(Saved data entries)
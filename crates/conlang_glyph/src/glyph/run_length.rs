//! Run-length codec for row token streams.
//!
//! Consecutive identical tokens collapse into `count*token`, single tokens stay bare,
//! groups are joined with `,`. Tokens must not contain `,` or `*`, which row tokens
//! never do.

use crate::{GlyphError, Result};

pub const SEPARATOR: char = ',';
pub const REPEAT: char = '*';

/// Collapse runs of identical tokens
pub fn encode<S: AsRef<str>>(tokens: &[S]) -> String {
    let mut out = String::new();
    let mut iter = tokens.iter().map(AsRef::as_ref);
    let Some(mut current) = iter.next() else {
        return out;
    };
    let mut run = 1usize;

    for token in iter {
        if token == current {
            run += 1;
        } else {
            push_group(&mut out, current, run);
            current = token;
            run = 1;
        }
    }
    push_group(&mut out, current, run);
    out
}

fn push_group(out: &mut String, token: &str, run: usize) {
    if !out.is_empty() {
        out.push(SEPARATOR);
    }
    if run > 1 {
        out.push_str(&run.to_string());
        out.push(REPEAT);
    }
    out.push_str(token);
}

/// Expand a run-length stream back into tokens
///
/// A repeat count too large to expand in memory is `MalformedRunLength`.
pub fn decode(input: &str) -> Result<Vec<String>> {
    decode_limited(input, usize::MAX)
}

/// Expand a run-length stream, rejecting streams that would expand past `max_tokens`
///
/// The whole stream is validated before anything is expanded, so a malformed or
/// oversized stream never allocates its expansion.
pub fn decode_limited(input: &str, max_tokens: usize) -> Result<Vec<String>> {
    if input.is_empty() {
        return Ok(Vec::new());
    }

    let groups = input.split(SEPARATOR).map(parse_group).collect::<Result<Vec<_>>>()?;

    let mut total = 0usize;
    for (count, _) in &groups {
        total = total.checked_add(*count).unwrap_or(usize::MAX);
    }
    if total > max_tokens {
        return Err(GlyphError::InvalidGlyphSize {
            expected: max_tokens,
            actual: total,
        });
    }

    let mut tokens: Vec<String> = Vec::new();
    for (count, token) in groups {
        if tokens.try_reserve(count).is_err() {
            return Err(GlyphError::MalformedRunLength {
                segment: format!("{count}{REPEAT}{token}"),
            });
        }
        tokens.extend(std::iter::repeat(token).take(count).map(str::to_string));
    }
    Ok(tokens)
}

fn parse_group(segment: &str) -> Result<(usize, &str)> {
    let malformed = || GlyphError::MalformedRunLength { segment: segment.to_string() };
    if segment.is_empty() {
        return Err(malformed());
    }
    let Some((count, token)) = segment.split_once(REPEAT) else {
        return Ok((1, segment));
    };
    if token.is_empty() || token.contains(REPEAT) || count.is_empty() || !count.bytes().all(|b| b.is_ascii_digit()) {
        return Err(malformed());
    }
    match count.parse::<usize>() {
        Ok(n) if n > 0 => Ok((n, token)),
        _ => Err(malformed()),
    }
}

Assigned task
Copy out each line from the preceding entries that mentions the word "never".

The answer
//! never do.
/// oversized stream never allocates its expansion.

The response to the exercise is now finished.